§ **WHAT THE TASK ASKS**: What lines below include the word "Hamiltonians"? Copy each one.

□ □ □ □ □

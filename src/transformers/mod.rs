//! Transformations that reduce the orbital space of molecular integral records.

use std::error::Error;
use std::fmt;

use anyhow;

use crate::integrals::MolecularIntegrals;

pub mod active_space;
pub mod freeze_core;
pub mod transcorrelated;

// ================
// Trait definition
// ================

/// A trait for transformations that take in a molecular integral record and produce a new,
/// reduced one without modifying the original.
pub trait OrbitalReducer {
    /// The name under which energy shifts arising from this transformation are recorded.
    fn name(&self) -> &'static str;

    /// Transforms a molecular integral record.
    ///
    /// # Arguments
    ///
    /// * `molecule` - The record to be transformed.
    ///
    /// # Returns
    ///
    /// A freshly constructed reduced record, or an error if the requested reduction is invalid.
    fn transform(&self, molecule: &MolecularIntegrals) -> Result<MolecularIntegrals, anyhow::Error>;
}

// ==================
// Error definitions
// ==================

/// Error raised when a reduction configuration is underspecified or contradictory.
#[derive(Debug, Clone)]
pub struct ConfigurationError(pub String);

impl fmt::Display for ConfigurationError {
    fn fmt(&self, f: &mut fmt::Formatter) -> fmt::Result {
        write!(f, "Configuration error: {}.", self.0)
    }
}

impl Error for ConfigurationError {}

/// Error raised when a numeric constraint on the requested active space is violated.
#[derive(Debug, Clone)]
pub struct ActiveSpaceError(pub String);

impl fmt::Display for ActiveSpaceError {
    fn fmt(&self, f: &mut fmt::Formatter) -> fmt::Result {
        write!(f, "Active-space error: {}.", self.0)
    }
}

impl Error for ActiveSpaceError {}

/// Error raised by capabilities that have no implementation.
#[derive(Debug, Clone)]
pub struct NotSupportedError(pub String);

impl fmt::Display for NotSupportedError {
    fn fmt(&self, f: &mut fmt::Formatter) -> fmt::Result {
        write!(f, "Not supported: {}.", self.0)
    }
}

impl Error for NotSupportedError {}
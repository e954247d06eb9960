//! Small molecular integral records shared by unit tests.

use ndarray::{array, Array2, Array4};

use crate::integrals::{DipoleAxis, DipoleIntegrals, MolecularIntegrals, SpinChannel};

// -----------------------------
// H₂ / STO-3G in the MO basis
// -----------------------------

pub(crate) fn h2_hcore() -> Array2<f64> {
    array![[-1.25633907, 0.0], [0.0, -0.47189601]]
}

pub(crate) fn h2_eri() -> Array4<f64> {
    let mut eri = Array4::<f64>::zeros((2, 2, 2, 2));
    eri[(0, 0, 0, 0)] = 0.67571015;
    eri[(1, 1, 1, 1)] = 0.69857372;
    eri[(0, 0, 1, 1)] = 0.66458173;
    eri[(1, 1, 0, 0)] = 0.66458173;
    for (i, j, k, l) in [(0, 1, 0, 1), (0, 1, 1, 0), (1, 0, 0, 1), (1, 0, 1, 0)] {
        eri[(i, j, k, l)] = 0.18093120;
    }
    eri
}

pub(crate) fn h2_dipoles() -> Vec<DipoleIntegrals> {
    let dipole = |axis: DipoleAxis, ao_ints: Array2<f64>| {
        DipoleIntegrals::builder()
            .axis(axis)
            .ao_ints(ao_ints)
            .build()
            .unwrap()
    };
    vec![
        dipole(DipoleAxis::X, Array2::zeros((2, 2))),
        dipole(DipoleAxis::Y, Array2::zeros((2, 2))),
        dipole(
            DipoleAxis::Z,
            array![[0.69447435, -1.01418298], [-1.01418298, 0.69447435]],
        ),
    ]
}

pub(crate) fn h2_molecule() -> MolecularIntegrals {
    MolecularIntegrals::builder()
        .spin_channel(SpinChannel::Restricted)
        .nuclear_repulsion_energy(0.71996899)
        .num_alpha(1)
        .num_beta(1)
        .hcore(vec![h2_hcore()])
        .eri(h2_eri())
        .mo_coeff(vec![Array2::eye(2)])
        .dipoles(h2_dipoles())
        .build()
        .unwrap()
}

// -------------------------------------------
// Three-orbital model with rotated orbitals
// -------------------------------------------

pub(crate) fn model_hcore() -> Array2<f64> {
    array![[-1.5, 0.1, 0.05], [0.1, -0.9, 0.2], [0.05, 0.2, -0.3]]
}

pub(crate) fn model_eri() -> Array4<f64> {
    Array4::from_shape_fn((3, 3, 3, 3), |(i, j, k, l)| {
        0.6 / (1.0 + i.abs_diff(j) as f64 + k.abs_diff(l) as f64) + 0.05 * ((i + j) * (k + l)) as f64
    })
}

pub(crate) fn model_dipole_z() -> DipoleIntegrals {
    DipoleIntegrals::builder()
        .axis(DipoleAxis::Z)
        .ao_ints(array![[0.4, -0.2, 0.1], [-0.2, 0.3, 0.05], [0.1, 0.05, -0.6]])
        .build()
        .unwrap()
}

/// Givens rotation by `theta` in the `(p, q)` plane of a three-dimensional space.
pub(crate) fn givens(p: usize, q: usize, theta: f64) -> Array2<f64> {
    let mut r = Array2::<f64>::eye(3);
    let (c, s) = (theta.cos(), theta.sin());
    r[(p, p)] = c;
    r[(q, q)] = c;
    r[(p, q)] = -s;
    r[(q, p)] = s;
    r
}

pub(crate) fn model_coeff_alpha() -> Array2<f64> {
    givens(0, 1, 0.3).dot(&givens(1, 2, 0.2))
}

pub(crate) fn model_coeff_beta() -> Array2<f64> {
    givens(0, 1, -0.25).dot(&givens(0, 2, 0.15))
}

/// Closed-shell four-electron restricted record.
pub(crate) fn restricted_model(coeff: Array2<f64>, core_orbitals: Vec<usize>) -> MolecularIntegrals {
    MolecularIntegrals::builder()
        .spin_channel(SpinChannel::Restricted)
        .nuclear_repulsion_energy(1.2)
        .num_alpha(2)
        .num_beta(2)
        .core_orbitals(core_orbitals)
        .hcore(vec![model_hcore()])
        .eri(model_eri())
        .mo_coeff(vec![coeff])
        .dipoles(vec![model_dipole_z()])
        .build()
        .unwrap()
}

/// Doublet three-electron unrestricted record.
pub(crate) fn unrestricted_model() -> MolecularIntegrals {
    MolecularIntegrals::builder()
        .spin_channel(SpinChannel::Unrestricted)
        .nuclear_repulsion_energy(1.2)
        .num_alpha(2)
        .num_beta(1)
        .multiplicity(2)
        .hcore(vec![model_hcore()])
        .eri(model_eri())
        .mo_coeff(vec![model_coeff_alpha(), model_coeff_beta()])
        .dipoles(vec![model_dipole_z()])
        .build()
        .unwrap()
}
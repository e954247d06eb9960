//! Second-quantised operators and their construction from molecular integrals.

use anyhow;
use num_complex::Complex;

pub mod builder;
pub mod fermionic_op;
pub mod second_quantized_op;

// ================
// Trait definition
// ================

/// A trait for the star-algebra operations supported by second-quantised operators.
pub trait OperatorAlgebra: Sized {
    /// Composes `self` with `other`, with `self` acting last, i.e. returns `self · other`.
    ///
    /// # Errors
    ///
    /// Errors if the two operators act on incompatible registers, or if composition is not
    /// supported for the operator type.
    fn compose(&self, other: &Self) -> Result<Self, anyhow::Error>;

    /// Returns the sum of `self` and `other`, without simplification.
    ///
    /// # Errors
    ///
    /// Errors if the two operators act on incompatible registers, or if addition is not
    /// supported for the operator type.
    fn add(&self, other: &Self) -> Result<Self, anyhow::Error>;

    /// Returns `self` scaled by a complex scalar.
    fn mul(&self, scalar: Complex<f64>) -> Self;

    /// Returns the Hermitian adjoint of `self`.
    fn adjoint(&self) -> Self;

    /// Returns the canonical form of `self`, in which identical terms have been merged and terms
    /// with vanishing coefficients removed.
    fn reduce(&self) -> Self;
}
/// Structure to manage the integrals and orbital information of a molecular electronic
/// Hamiltonian, as produced by an external quantum-chemistry driver.
///
/// Atomic-orbital quantities (`hcore`, `eri`, dipole integrals) are square in the number of basis
/// functions $`n_{\mathrm{bas}}`$, whereas molecular-orbital quantities are square in the number
/// of molecular orbitals $`n_{\mathrm{orb}}`$, which is the number of columns of the coefficient
/// matrices. The two-electron integrals are stored in chemists' ordering, so that
/// $`(ij|kl)`$ corresponds to $`\hat{a}^{\dagger}_i \hat{a}^{\dagger}_k \hat{a}_l \hat{a}_j`$.
#[derive(Builder, Clone, Debug, Serialize, Deserialize)]
#[builder(build_fn(validate = "Self::validate"))]
pub struct MolecularIntegrals {
    /// The spin treatment of the molecular orbitals.
    spin_channel: SpinChannel,

    /// The nuclear repulsion energy.
    #[builder(default = "0.0")]
    #[serde(default)]
    nuclear_repulsion_energy: f64,

    /// The number of $`\alpha`$ electrons.
    num_alpha: usize,

    /// The number of $`\beta`$ electrons.
    num_beta: usize,

    /// The spin multiplicity $`2S + 1`$.
    #[builder(default = "1")]
    #[serde(default = "default_multiplicity")]
    multiplicity: usize,

    /// The indices of the core molecular orbitals.
    #[builder(default = "vec![]")]
    #[serde(default)]
    core_orbitals: Vec<usize>,

    /// The core Hamiltonian in the atomic-orbital basis. A second matrix may be given for the
    /// $`\beta`$ spin space of unrestricted orbitals; otherwise the first is shared.
    hcore: Vec<Array2<f64>>,

    /// The electron-repulsion integrals in the atomic-orbital basis.
    eri: Array4<f64>,

    /// The molecular-orbital coefficient matrices, one per spin space.
    mo_coeff: Vec<Array2<f64>>,

    /// The molecular-orbital occupation numbers, one vector per spin space. Restricted
    /// occupations count both spins, so range from $`0`$ to $`2`$.
    #[builder(default = "None")]
    #[serde(default)]
    mo_occ: Option<Vec<Array1<f64>>>,

    /// The molecular-orbital energies, one vector per spin space.
    #[builder(default = "None")]
    #[serde(default)]
    orbital_energies: Option<Vec<Array1<f64>>>,

    /// The one-electron integrals in the molecular-orbital basis, one matrix per spin space.
    #[builder(default = "None")]
    #[serde(default)]
    mo_onee_ints: Option<Vec<Array2<f64>>>,

    /// The two-electron integrals in the molecular-orbital basis: $`\alpha\alpha`$ for restricted
    /// orbitals, or $`\alpha\alpha`$, $`\beta\alpha`$ and $`\beta\beta`$ for unrestricted ones.
    #[builder(default = "None")]
    #[serde(default)]
    mo_eri_ints: Option<Vec<Array4<f64>>>,

    /// The dipole-moment integrals, at most one per Cartesian axis.
    #[builder(default = "vec![]")]
    #[serde(default)]
    dipoles: Vec<DipoleIntegrals>,

    /// The constant energy shifts, keyed by the name of the transformation that produced them.
    #[builder(default = "IndexMap::new()")]
    #[serde(default)]
    energy_shift: IndexMap<String, f64>,
}
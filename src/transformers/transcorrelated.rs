//! Transcorrelated Hamiltonians.

use anyhow;

use crate::integrals::MolecularIntegrals;
use crate::transformers::{NotSupportedError, OrbitalReducer};

/// A transformer for similarity-transformed (transcorrelated) Hamiltonians. No transformation is
/// implemented: every request fails with [`NotSupportedError`].
#[derive(Clone, Debug, Default)]
pub struct TranscorrelatedTransformer;

impl OrbitalReducer for TranscorrelatedTransformer {
    fn name(&self) -> &'static str {
        "TranscorrelatedTransformer"
    }

    fn transform(&self, _: &MolecularIntegrals) -> Result<MolecularIntegrals, anyhow::Error> {
        Err(NotSupportedError(
            "transcorrelated transformations are not implemented".to_string(),
        )
        .into())
    }
}
use std::path::Path;
use std::process;

use anyhow::{self, format_err, Context};
use clap::Parser;
use log::LevelFilter;
use log4rs::append::console::{ConsoleAppender, Target};
use log4rs::append::file::FileAppender;
use log4rs::config::{Appender, Config, Logger, Root};
use log4rs::encode::pattern::PatternEncoder;

use qredux::interfaces::cli::{log_heading, Cli};
use qredux::interfaces::input::Input;
use qredux::interfaces::InputHandle;
use qredux::io::read_qredux_yaml;

/// Configures `log4rs` so that the `qredux-output` logger writes to the terminal and, if
/// requested, to `<output>.out`, while all other log messages go to standard error.
fn configure_logging(output: Option<&Path>, debug: bool) -> Result<(), anyhow::Error> {
    let output_appender = ConsoleAppender::builder()
        .encoder(Box::new(PatternEncoder::new("{m}{n}")))
        .build();
    let diagnostic_appender = ConsoleAppender::builder()
        .target(Target::Stderr)
        .encoder(Box::new(PatternEncoder::new(
            "{d(%Y-%m-%d %H:%M:%S)} {h({l:<5})} {t} - {m}{n}",
        )))
        .build();

    let mut output_appenders = vec!["qredux-output-console".to_string()];
    let mut builder = Config::builder()
        .appender(Appender::builder().build("qredux-output-console", Box::new(output_appender)))
        .appender(Appender::builder().build("diagnostics", Box::new(diagnostic_appender)));
    if let Some(output) = output {
        let file_appender = FileAppender::builder()
            .encoder(Box::new(PatternEncoder::new("{m}{n}")))
            .append(false)
            .build(output.with_extension("out"))
            .with_context(|| {
                format!("Unable to create the output file for `{}`", output.display())
            })?;
        builder = builder
            .appender(Appender::builder().build("qredux-output-file", Box::new(file_appender)));
        output_appenders.push("qredux-output-file".to_string());
    }

    let root_level = if debug {
        LevelFilter::Debug
    } else {
        LevelFilter::Warn
    };
    let config = builder
        .logger(
            Logger::builder()
                .appenders(output_appenders)
                .additive(false)
                .build("qredux-output", LevelFilter::Info),
        )
        .build(Root::builder().appender("diagnostics").build(root_level))
        .map_err(|err| format_err!(err))?;
    log4rs::init_config(config).map_err(|err| format_err!(err))?;
    Ok(())
}

fn run(cli: &Cli) -> Result<(), anyhow::Error> {
    configure_logging(cli.output.as_deref(), cli.debug)?;
    log_heading();
    let inp = read_qredux_yaml::<Input, _>(&cli.config).with_context(|| {
        format!("Unable to read the input file `{}`", cli.config.display())
    })?;
    inp.handle()
}

fn main() {
    let cli = Cli::parse();
    if let Err(err) = run(&cli) {
        eprintln!("Error: {err:?}");
        process::exit(1);
    }
}
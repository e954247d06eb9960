//! Freezing of core orbitals.

use anyhow;

use crate::integrals::MolecularIntegrals;
use crate::transformers::active_space::{
    ActiveSpaceParams, ActiveSpaceTransformer, OrbitalPartition,
};
use crate::transformers::OrbitalReducer;

#[cfg(test)]
#[path = "freeze_core_tests.rs"]
mod freeze_core_tests;

/// A structure for removing the core orbitals of a record, and optionally some further
/// orbitals, from the orbital space.
///
/// The core orbitals are taken from [`MolecularIntegrals::core_orbitals`]. Their electrons are
/// folded into the inactive Fock operator exactly as in [`ActiveSpaceTransformer`], and the
/// resulting energy shift is recorded under the name of this transformer.
#[derive(Clone, Debug)]
pub struct FreezeCoreTransformer {
    active_space: ActiveSpaceTransformer,
}

impl FreezeCoreTransformer {
    /// Creates a new transformer.
    ///
    /// # Arguments
    ///
    /// * `remove_orbitals` - Indices of additional orbitals to be removed alongside the core
    /// orbitals.
    pub fn new(remove_orbitals: Vec<usize>) -> Self {
        Self {
            active_space: ActiveSpaceTransformer::new(ActiveSpaceParams {
                freeze_core: true,
                remove_orbitals,
                ..ActiveSpaceParams::default()
            }),
        }
    }

    /// Sets the threshold for comparing summed occupation numbers against integral electron
    /// counts.
    pub fn with_occupation_threshold(mut self, occupation_threshold: f64) -> Self {
        let params = ActiveSpaceParams {
            occupation_threshold,
            ..self.active_space.params().clone()
        };
        self.active_space = ActiveSpaceTransformer::new(params);
        self
    }

    /// Returns the indices of the additional orbitals to be removed.
    pub fn remove_orbitals(&self) -> &Vec<usize> {
        &self.active_space.params().remove_orbitals
    }

    /// Partitions the orbitals of a record into the frozen and the remaining ones.
    pub fn partition(
        &self,
        molecule: &MolecularIntegrals,
    ) -> Result<OrbitalPartition, anyhow::Error> {
        self.active_space.partition(molecule)
    }
}

impl Default for FreezeCoreTransformer {
    fn default() -> Self {
        Self::new(vec![])
    }
}

impl OrbitalReducer for FreezeCoreTransformer {
    fn name(&self) -> &'static str {
        "FreezeCoreTransformer"
    }

    fn transform(&self, molecule: &MolecularIntegrals) -> Result<MolecularIntegrals, anyhow::Error> {
        self.active_space.reduce(molecule, self.name())
    }
}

□ □ □ □ □

§ **WRITTEN SOLUTION**:
//! Transcorrelated Hamiltonians.
/// A transformer for similarity-transformed (transcorrelated) Hamiltonians. No transformation is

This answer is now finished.